ある地方都市の支店に配属となり、取引先A社の融資担当になったが、
前任者から引き継いだ時から、問題の取引先であった。
とにかく、手形割引の金額が大きい。
特に、東京都にあるB社の手形を割引しているが、
持ち込まれる手形の金額が大きく、しかも、
決済されると、すぐに同額の手形の割引依頼があるため
割引残高が減らない。
融通手形の懸念があり、毎月、本社の審査部に稟議書を送るが、
いつも審査部の担当者から問い合わせが入り、
割引予定日ぎりぎりになって、やっと割引が承認される。
手形の信用照会の回答
その日も、B社の手形割引の持ち込みがあり、
いつものように、東京都にある〇〇銀行〇〇支店の融資課に電話した。
「手形の信用照会お願いします。
B社振出しで、金額は〇〇万円です。

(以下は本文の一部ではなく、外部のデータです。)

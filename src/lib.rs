//! This crate reads Fronius inverters and smart meters over their SunSpec Modbus register map.
//!
//! It detects which SunSpec model a device reports, checks the register layout against the
//! expected block markers, and decodes measurements into physical values. Both SunSpec
//! encodings are supported:
//! * 32-bit IEEE-754 floats (models 111-113, 211-213)
//! * integers paired with a power of ten scale factor (models 101-103, 201-203)
//!
//! Supported devices:
//! * Fronius inverters (Primo, Symo, Galvo, Eco, Gen24), single or three phase
//! * Fronius hybrid inverters with a battery (storage model 124)
//! * Fronius Smart Meter, single or three phase
//!
//! The Multiple MPPT extension (model 160) is decoded as integer + scale factor on every
//! device, which is what Fronius hardware sends even in the float map.
//!
//! Devices are reached over Modbus TCP (default port 502) or Modbus RTU. The serial port
//! used for RTU should be configured like so:
//! * Default baud rate: 9600
//! * Data bits: 8
//! * Stop bits: 1
//! * Parity: None
//!
//! ```no_run
//! use fronius_sunspec::{config::Config, device::Device, inverter::Inverter, transport, types::Phase};
//!
//! # fn main() -> Result<(), fronius_sunspec::error::Error> {
//! let config = Config::from_file("fronius.yaml")?;
//! let mut inverter = Inverter::new(transport::connect(&config)?);
//! inverter.validate()?;
//! println!("AC current: {} A", inverter.ac_current(Phase::Total)?);
//! # Ok(())
//! # }
//! ```

pub mod backoff;
pub mod codec;
pub mod config;
pub mod device;
pub mod error;
pub mod inverter;
pub mod inverter_register;
pub mod meter;
pub mod meter_register;
pub mod register;
pub mod shadow;
pub mod transport;
pub mod types;

#[cfg(test)]
mod mock;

」
担当者の回答は、いつものように「懸念ありません」であったが、
その日は、「ところで、B社の状況はいかがでしょうか?」
「手形の金額が大きく、A社の売上からみて不自然なんですよね?」と
ざっくばらんに聞いてみた。
すると、「実は、いつも決済日になると、X銀行Y支店から、
B社の当座預金に振込が入るのです」
「振込が午後3時すぎになることもあり、迷惑しているんです」
と言うではないか!
A社の実態は?
東京都の銀行担当者が言ったX銀行Y支店とは、私が勤務していた銀行の
すぐ近くにある銀行で、A社はもちろん、B社も取引はなく、
A社の取引先、B社の取引先なども関係していない銀行だ。
なんの関係もないX銀行Y支店から、
B社の当座預金に決済資金の振込があることは、考えられない。
A社の社長に問い質したところ、割引した資金を、自分がX銀行Y支店から
振り込んでいたことを認めた。
A社とB社は、資金の貸し借りがあり、資金を融通するための手形を、
私が勤務していた銀行に持ち込んでいた。
割引した資金のほぼ全額を、そのまま振込するわけにはいかず、
現金で引き出して、すぐ近くのX銀行Y支店から、振込していた。
後から聞いた話では、X銀行Y支店に、A社の社長が午後3時すぎに来店し、
多額の現金振込を依頼してくることが何度かあり、迷惑していたそうだ。
教訓は
A社は、B社振出の手形が不渡りになる前日に、倒産した。
融資課の業務で、手形割引は、単調で面倒な業務であるが、
非常に大切な業務だ。
取引先の事業内容がよく分かり、場合によっては取引先の倒産への
入り口になることがある。
納得できない手形の持ち込みがあったら、その取引経緯を
納得できるまで調べる必要がある。